Attacking maternal, newborn and child deaths means attention and resources. “When attention is focused on a problem and resources are mobilized, we get results,” says Mickey Chopra, M.D., Ph.D., UNICEF's chief of health, and a member of the Countdown group. “For example, immunization, use of vitamin A and treated bed nets, breast-feeding, and treatment for HIV/AIDS are way up in many countries because of resources directed to these areas.

"It's important to create a supportive environment for maternal and newborn health based on respect for women’s rights, and the need to establish continuum of care for mothers, newborns and children that integrate programs for reproductive health, safe motherhood, newborn care and child survival, growth and development."

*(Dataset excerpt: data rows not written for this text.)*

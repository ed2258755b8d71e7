//! Visit domain record, check-in draft, and close transition types.

use chrono::{DateTime, Utc};
use serde::{Deserialize, Serialize};
use thiserror::Error;

use crate::types::{VisitId, VisitPurpose};

/// Check-in input rejected before anything was persisted.
#[derive(Debug, Clone, PartialEq, Eq, Error)]
pub enum ValidationError {
    /// A required field was absent or blank.
    #[error("missing required field `{0}`")]
    MissingField(&'static str),
    /// A record with this id already exists in the store.
    #[error("visit id `{0}` already exists")]
    DuplicateId(VisitId),
}

/// Fully materialized, authoritative visit record.
#[derive(Debug, Clone, PartialEq, Eq, Serialize, Deserialize)]
#[serde(rename_all = "camelCase")]
pub struct VisitRecord {
    /// Stable visit identifier.
    pub id: VisitId,
    /// Visitor's full name.
    #[serde(alias = "fullName")]
    pub visitor_name: String,
    /// Host the visitor came to see.
    #[serde(default, skip_serializing_if = "Option::is_none")]
    pub person_to_meet: Option<String>,
    /// Selected reason for the visit.
    #[serde(default, skip_serializing_if = "Option::is_none")]
    pub purpose: Option<VisitPurpose>,
    /// Free-text justification, mandatory when the purpose is `other`.
    #[serde(default, alias = "otherReason", skip_serializing_if = "Option::is_none")]
    pub free_text_reason: Option<String>,
    /// Phone number, usable as an alternate search key.
    #[serde(default, skip_serializing_if = "Option::is_none")]
    pub phone_number: Option<String>,
    /// Opaque photo payload or pointer.
    #[serde(default, alias = "photo", skip_serializing_if = "Option::is_none")]
    pub photo_reference: Option<String>,
    /// Instant the visit started.
    pub check_in_time: DateTime<Utc>,
    /// Instant the visit ended; `None` while the visit is active.
    pub check_out_time: Option<DateTime<Utc>>,
}

impl VisitRecord {
    /// True while no check-out time has been recorded.
    pub fn is_active(&self) -> bool {
        self.check_out_time.is_none()
    }
}

/// Check-in payload submitted by the kiosk form.
#[derive(Debug, Clone, PartialEq, Eq, Default)]
pub struct VisitDraft {
    /// Visitor's full name.
    pub visitor_name: String,
    /// Host the visitor came to see.
    pub person_to_meet: String,
    /// Selected reason; `None` until the visitor picks one.
    pub purpose: Option<VisitPurpose>,
    /// Free-text reason for [`VisitPurpose::Other`].
    pub free_text_reason: Option<String>,
    /// Optional phone number.
    pub phone_number: Option<String>,
    /// Optional photo payload.
    pub photo_reference: Option<String>,
}

impl VisitDraft {
    /// Trims every field, drops blank optionals, and enforces creation rules.
    pub fn normalized(self) -> Result<Self, ValidationError> {
        let visitor_name = self.visitor_name.trim().to_string();
        if visitor_name.is_empty() {
            return Err(ValidationError::MissingField("visitorName"));
        }

        let person_to_meet = self.person_to_meet.trim().to_string();
        if person_to_meet.is_empty() {
            return Err(ValidationError::MissingField("personToMeet"));
        }

        let purpose = self.purpose.ok_or(ValidationError::MissingField("purpose"))?;
        let free_text_reason = non_blank(self.free_text_reason);
        if purpose == VisitPurpose::Other && free_text_reason.is_none() {
            return Err(ValidationError::MissingField("freeTextReason"));
        }

        Ok(Self {
            visitor_name,
            person_to_meet,
            purpose: Some(purpose),
            // A reason typed before switching away from `other` is stale.
            free_text_reason: free_text_reason.filter(|_| purpose == VisitPurpose::Other),
            phone_number: non_blank(self.phone_number),
            photo_reference: non_blank(self.photo_reference),
        })
    }

    /// Builds the active record for an already normalized draft.
    pub fn into_record(self, id: VisitId, check_in_time: DateTime<Utc>) -> VisitRecord {
        VisitRecord {
            id,
            visitor_name: self.visitor_name,
            person_to_meet: Some(self.person_to_meet),
            purpose: self.purpose,
            free_text_reason: self.free_text_reason,
            phone_number: self.phone_number,
            photo_reference: self.photo_reference,
            check_in_time,
            check_out_time: None,
        }
    }
}

/// The single mutation a stored record accepts: closing it.
#[derive(Debug, Clone, Copy, PartialEq, Eq, Serialize, Deserialize)]
pub struct CloseVisit {
    /// Requested check-out instant.
    pub at: DateTime<Utc>,
}

impl CloseVisit {
    /// Stamps the check-out time, never earlier than the check-in time.
    pub fn apply_to(&self, rec: &mut VisitRecord) {
        rec.check_out_time = Some(self.at.max(rec.check_in_time));
    }
}

fn non_blank(value: Option<String>) -> Option<String> {
    value
        .map(|v| v.trim().to_string())
        .filter(|v| !v.is_empty())
}
use chrono::{DateTime, Duration, TimeZone, Utc};
use rusqlite::{Connection, params};
use tempfile::TempDir;

use visitlog::{
    core::store::{StoreError, VisitRecordStore, VisitStore},
    op::Op,
    persist::{
        VisitJournal,
        memory::MemoryJournal,
        sqlite::{SqliteJournal, VISITS_KEY},
    },
    types::{VisitId, VisitPurpose},
    visit::{CloseVisit, ValidationError, VisitRecord},
};

fn t0() -> DateTime<Utc> {
    Utc.with_ymd_and_hms(2026, 3, 2, 9, 0, 0).unwrap()
}

fn record(id: &str, name: &str, minutes: i64) -> VisitRecord {
    VisitRecord {
        id: VisitId::new(id),
        visitor_name: name.to_string(),
        person_to_meet: Some("Dev Patel".to_string()),
        purpose: Some(VisitPurpose::Meeting),
        free_text_reason: None,
        phone_number: Some(format!("0412 555 {minutes:03}")),
        photo_reference: Some("data:image/jpeg;base64,AAAA".to_string()),
        check_in_time: t0() + Duration::minutes(minutes),
        check_out_time: None,
    }
}

#[test]
fn sqlite_reload_preserves_order_and_fields() {
    let tmp = TempDir::new().expect("tmp");
    let db_path = tmp.path().join("visits.db");

    let mut store = VisitStore::open(SqliteJournal::open(&db_path).expect("open sqlite"));
    store.append(record("v-1", "Asha Rao", 0)).expect("append1");
    store.append(record("v-2", "Ben Ode", 5)).expect("append2");
    let mut other = record("v-3", "Cara Lim", 10);
    other.purpose = Some(VisitPurpose::Other);
    other.free_text_reason = Some("Fire inspection".to_string());
    other.phone_number = None;
    store.append(other).expect("append3");
    store
        .update(&VisitId::new("v-2"), CloseVisit { at: t0() + Duration::minutes(50) })
        .expect("close");

    let before = store.load_all();
    drop(store);

    let reopened = VisitStore::open(SqliteJournal::open(&db_path).expect("reopen"));
    assert_eq!(reopened.load_all(), before);
    assert_eq!(
        reopened.records().iter().map(|r| r.id.as_str()).collect::<Vec<_>>(),
        vec!["v-1", "v-2", "v-3"]
    );
    assert_eq!(reopened.active().len(), 2);
}

#[test]
fn duplicate_id_is_rejected_without_writing() {
    let journal = MemoryJournal::new();
    let mut store = VisitStore::open(journal.clone());
    store.append(record("dup", "Asha Rao", 0)).expect("append");

    let err = store.append(record("dup", "Someone Else", 1)).expect_err("duplicate");
    assert!(matches!(
        err,
        StoreError::Validation(ValidationError::DuplicateId(ref id)) if id.as_str() == "dup"
    ));
    assert_eq!(store.len(), 1);
    assert_eq!(journal.history().expect("history").len(), 1);
}

#[test]
fn update_rejects_missing_and_closed_records() {
    let mut store = VisitStore::in_memory();
    store.append(record("v-1", "Asha Rao", 0)).expect("append");

    let missing = store
        .update(&VisitId::new("nope"), CloseVisit { at: t0() })
        .expect_err("missing");
    assert!(matches!(missing, StoreError::NotFound(_)));

    let closed = store
        .update(&VisitId::new("v-1"), CloseVisit { at: t0() + Duration::hours(1) })
        .expect("close");
    assert_eq!(closed.check_out_time, Some(t0() + Duration::hours(1)));

    let again = store
        .update(&VisitId::new("v-1"), CloseVisit { at: t0() + Duration::hours(2) })
        .expect_err("already closed");
    assert!(matches!(again, StoreError::AlreadyClosed(_)));
    assert_eq!(
        store.get(&VisitId::new("v-1")).and_then(|r| r.check_out_time),
        Some(t0() + Duration::hours(1))
    );
}

#[test]
fn close_time_never_precedes_check_in() {
    let mut store = VisitStore::in_memory();
    store.append(record("v-1", "Asha Rao", 30)).expect("append");

    let closed = store
        .update(&VisitId::new("v-1"), CloseVisit { at: t0() })
        .expect("close");
    assert_eq!(closed.check_out_time, Some(closed.check_in_time));
}

#[test]
fn failed_write_leaves_store_unchanged() {
    let journal = MemoryJournal::new();
    let mut store = VisitStore::open(journal.clone());
    store.append(record("v-1", "Asha Rao", 0)).expect("append");

    journal.set_failing(true);
    assert!(matches!(
        store.append(record("v-2", "Ben Ode", 1)),
        Err(StoreError::Persist(_))
    ));
    assert!(matches!(
        store.update(&VisitId::new("v-1"), CloseVisit { at: t0() + Duration::hours(1) }),
        Err(StoreError::Persist(_))
    ));
    assert_eq!(store.len(), 1);
    assert!(store.get(&VisitId::new("v-1")).expect("v-1").is_active());

    journal.set_failing(false);
    store.append(record("v-2", "Ben Ode", 1)).expect("append after recovery");
    let reopened = VisitStore::open(journal);
    assert_eq!(reopened.len(), 2);
}

#[test]
fn corrupt_blob_loads_empty_and_self_heals() {
    let journal = MemoryJournal::with_blob(b"{ not json".to_vec());
    let mut store = VisitStore::open(journal.clone());
    assert!(store.is_empty());

    store.append(record("v-1", "Asha Rao", 0)).expect("append");
    let reopened = VisitStore::open(journal);
    assert_eq!(reopened.len(), 1);
}

#[test]
fn corrupt_sqlite_blob_does_not_reuse_journal_sequences() {
    let tmp = TempDir::new().expect("tmp");
    let db_path = tmp.path().join("corrupt.db");

    let mut store = VisitStore::open(SqliteJournal::open(&db_path).expect("open"));
    store.append(record("v-1", "Asha Rao", 0)).expect("append");
    store.append(record("v-2", "Ben Ode", 1)).expect("append");
    drop(store);

    let conn = Connection::open(&db_path).expect("raw open");
    conn.execute(
        "UPDATE kv SET payload = ?1 WHERE key = ?2",
        params![b"\x00garbage".to_vec(), VISITS_KEY],
    )
    .expect("corrupt");
    drop(conn);

    let mut store = VisitStore::open(SqliteJournal::open(&db_path).expect("reopen"));
    assert!(store.is_empty());
    store.append(record("v-3", "Cara Lim", 2)).expect("append after corruption");
    assert_eq!(store.latest_op_seq(), 3);

    let history = store.history().expect("history");
    assert_eq!(history.iter().map(|op| op.seq).collect::<Vec<_>>(), vec![1, 2, 3]);
}

#[test]
fn legacy_bare_array_blob_is_accepted() {
    let legacy = serde_json::json!([
        {
            "id": "42",
            "fullName": "Asha Rao",
            "checkInTime": "2026-03-02T09:00:00Z",
            "checkOutTime": null
        },
        {
            "id": "43",
            "fullName": "Ben Ode",
            "personToMeet": "Dev Patel",
            "checkInTime": "2026-03-02T09:10:00Z",
            "checkOutTime": "2026-03-02T10:00:00Z"
        }
    ]);
    let store = VisitStore::open(MemoryJournal::with_blob(
        serde_json::to_vec(&legacy).expect("encode"),
    ));

    let all = store.load_all();
    assert_eq!(all.len(), 2);
    assert_eq!(all[0].visitor_name, "Asha Rao");
    assert!(all[0].is_active());
    assert!(!all[1].is_active());
}

#[test]
fn sqlite_journal_records_audit_events_per_visit() {
    let mut store = VisitStore::open(SqliteJournal::open_in_memory().expect("open"));
    store.append(record("v-1", "Asha Rao", 0)).expect("append1");
    store.append(record("v-2", "Ben Ode", 1)).expect("append2");
    store
        .update(&VisitId::new("v-1"), CloseVisit { at: t0() + Duration::minutes(90) })
        .expect("close");

    let history = store.history().expect("history");
    assert_eq!(history.len(), 3);
    assert!(matches!(&history[0].op, Op::CheckIn { visit } if visit.id.as_str() == "v-1"));
    assert!(matches!(
        &history[2].op,
        Op::CheckOut { id, at } if id.as_str() == "v-1" && *at == t0() + Duration::minutes(90)
    ));
}

#[test]
fn sqlite_events_for_filters_by_visit() {
    let tmp = TempDir::new().expect("tmp");
    let db_path = tmp.path().join("audit.db");

    let mut store = VisitStore::open(SqliteJournal::open(&db_path).expect("open"));
    store.append(record("v-1", "Asha Rao", 0)).expect("append1");
    store.append(record("v-2", "Ben Ode", 1)).expect("append2");
    store
        .update(&VisitId::new("v-2"), CloseVisit { at: t0() + Duration::minutes(20) })
        .expect("close");
    drop(store);

    let journal = SqliteJournal::open(&db_path).expect("reopen");
    let events = journal.events_for(&VisitId::new("v-2")).expect("events");
    assert_eq!(events.len(), 2);
    assert_eq!(events[0].op.kind(), 1);
    assert_eq!(events[1].op.kind(), 2);
    assert_eq!(journal.latest_seq().expect("latest"), 3);
}
use chrono::{TimeZone, Utc};
use serde_json::json;
use wiremock::{
    Mock, MockServer, ResponseTemplate,
    matchers::{body_partial_json, header, method, path, query_param},
};

use visitlog::{
    remote::{
        RemoteFailure, RemoteVisitSink,
        http::{HttpVisitSink, RemoteConfig},
    },
    types::{VisitId, VisitPurpose},
    visit::VisitRecord,
};

fn sink(base_url: &str) -> HttpVisitSink {
    HttpVisitSink::new(RemoteConfig {
        base_url: base_url.to_string(),
        api_key: "test-key".to_string(),
        table: "visitors".to_string(),
    })
    .expect("sink")
}

fn asha() -> VisitRecord {
    VisitRecord {
        id: VisitId::new("local-1"),
        visitor_name: "Asha Rao".to_string(),
        person_to_meet: Some("Dev Patel".to_string()),
        purpose: Some(VisitPurpose::Other),
        free_text_reason: Some("Fire inspection".to_string()),
        phone_number: Some("0412 555 019".to_string()),
        photo_reference: None,
        check_in_time: Utc.with_ymd_and_hms(2026, 3, 2, 9, 0, 0).unwrap(),
        check_out_time: None,
    }
}

#[tokio::test]
async fn check_in_posts_row_and_returns_remote_id() {
    let server = MockServer::start().await;
    Mock::given(method("POST"))
        .and(path("/rest/v1/visitors"))
        .and(header("apikey", "test-key"))
        .and(header("authorization", "Bearer test-key"))
        .and(header("prefer", "return=representation"))
        .and(body_partial_json(json!([{
            "full_name": "Asha Rao",
            "reason_for_visit": "Fire inspection",
            "person_to_meet": "Dev Patel",
        }])))
        .respond_with(ResponseTemplate::new(201).set_body_json(json!([{ "id": 42 }])))
        .expect(1)
        .mount(&server)
        .await;

    let id = sink(&server.uri())
        .record_check_in(&asha())
        .await
        .expect("check in");
    assert_eq!(id, VisitId::new("42"));
}

#[tokio::test]
async fn check_in_sends_purpose_code_for_listed_purposes() {
    let server = MockServer::start().await;
    Mock::given(method("POST"))
        .and(path("/rest/v1/visitors"))
        .and(body_partial_json(json!([{ "reason_for_visit": "personal-visit" }])))
        .respond_with(
            ResponseTemplate::new(201).set_body_json(json!([{ "id": "9b2f0c1e" }])),
        )
        .expect(1)
        .mount(&server)
        .await;

    let mut record = asha();
    record.purpose = Some(VisitPurpose::PersonalVisit);
    record.free_text_reason = None;
    let id = sink(&server.uri())
        .record_check_in(&record)
        .await
        .expect("check in");
    assert_eq!(id.as_str(), "9b2f0c1e");
}

#[tokio::test]
async fn check_out_patches_matching_row() {
    let server = MockServer::start().await;
    Mock::given(method("PATCH"))
        .and(path("/rest/v1/visitors"))
        .and(query_param("id", "eq.42"))
        .and(body_partial_json(json!({ "checked_out_at": "2026-03-02T10:30:00Z" })))
        .respond_with(ResponseTemplate::new(200).set_body_json(json!([{ "id": 42 }])))
        .expect(1)
        .mount(&server)
        .await;

    sink(&server.uri())
        .record_check_out(
            &VisitId::new("42"),
            Utc.with_ymd_and_hms(2026, 3, 2, 10, 30, 0).unwrap(),
        )
        .await
        .expect("check out");
}

#[tokio::test]
async fn check_out_of_unknown_row_reports_missing_row() {
    let server = MockServer::start().await;
    Mock::given(method("PATCH"))
        .respond_with(ResponseTemplate::new(200).set_body_json(json!([])))
        .mount(&server)
        .await;

    let err = sink(&server.uri())
        .record_check_out(&VisitId::new("local-1"), Utc::now())
        .await
        .expect_err("missing row");
    assert_eq!(err, RemoteFailure::MissingRow(VisitId::new("local-1")));
}

#[tokio::test]
async fn non_success_status_is_rejected_with_body() {
    let server = MockServer::start().await;
    Mock::given(method("POST"))
        .respond_with(ResponseTemplate::new(401).set_body_string("invalid api key"))
        .mount(&server)
        .await;

    let err = sink(&server.uri())
        .record_check_in(&asha())
        .await
        .expect_err("rejected");
    assert_eq!(
        err,
        RemoteFailure::Rejected {
            status: 401,
            body: "invalid api key".to_string(),
        }
    );
}

#[tokio::test]
async fn malformed_response_is_a_decode_failure() {
    let server = MockServer::start().await;
    Mock::given(method("POST"))
        .respond_with(ResponseTemplate::new(201).set_body_json(json!([{ "id": null }])))
        .mount(&server)
        .await;

    let err = sink(&server.uri())
        .record_check_in(&asha())
        .await
        .expect_err("decode");
    assert!(matches!(err, RemoteFailure::Decode(_)));
}

#[tokio::test]
async fn unreachable_server_is_reported() {
    let err = sink("http://127.0.0.1:1")
        .record_check_in(&asha())
        .await
        .expect_err("unreachable");
    assert!(matches!(err, RemoteFailure::Unreachable(_)));
}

For example, if women go to clinics with trained staff or midwives and proper equipment, an estimated 50 percent of mothers and newborns could be saved. If quality antenatal care is routinely provided for women, up to 2/3 of lives could be saved.

Donor countries have increased their giving for maternal, newborn and child health by almost 100 percent to $4 billion a year from 2003 to 2007.

However, the funding gap will be about $20 billion per year between 2011 and 2015, which includes both maternal and child health programs and the cost of improving health systems.

An innovative health financing task force set up by world leaders in 2008 already is working to increase funding to help close the gap.

“The gap is about $16 billion a year more than we are spending now, but it is not out of range,” says Dr. Bustreo.

"The emphasis is always on external aid, but internal funds are the main source of health funding. National authorities need to recognize and honor their financial commitments on maternal and child health,” says Peter Berman of the World Bank, another Countdown to 2015 member.

According to the new analysis, if the funding gap were filled by 2015, the increased funding would buy:

  • Modern methods of family planning for 50 million more couples;
  • About 234 million more births in facilities that provide quality care for both normal and complicated deliveries;
  • Quality antenatal care for an additional 276 million women;
  • Quality postnatal care for an additional 234 million women and newborn babies;
  • Appropriate treatment for 164 million cases of child pneumonia;
  • An additional 2.5 million health care professionals and 1 million more community health workers.

The results by 2015 would be enormous in the number of lives saved: up to 1 million women, 4.5 million newborn babies, and 6.5 million children aged 1 month to 5 years.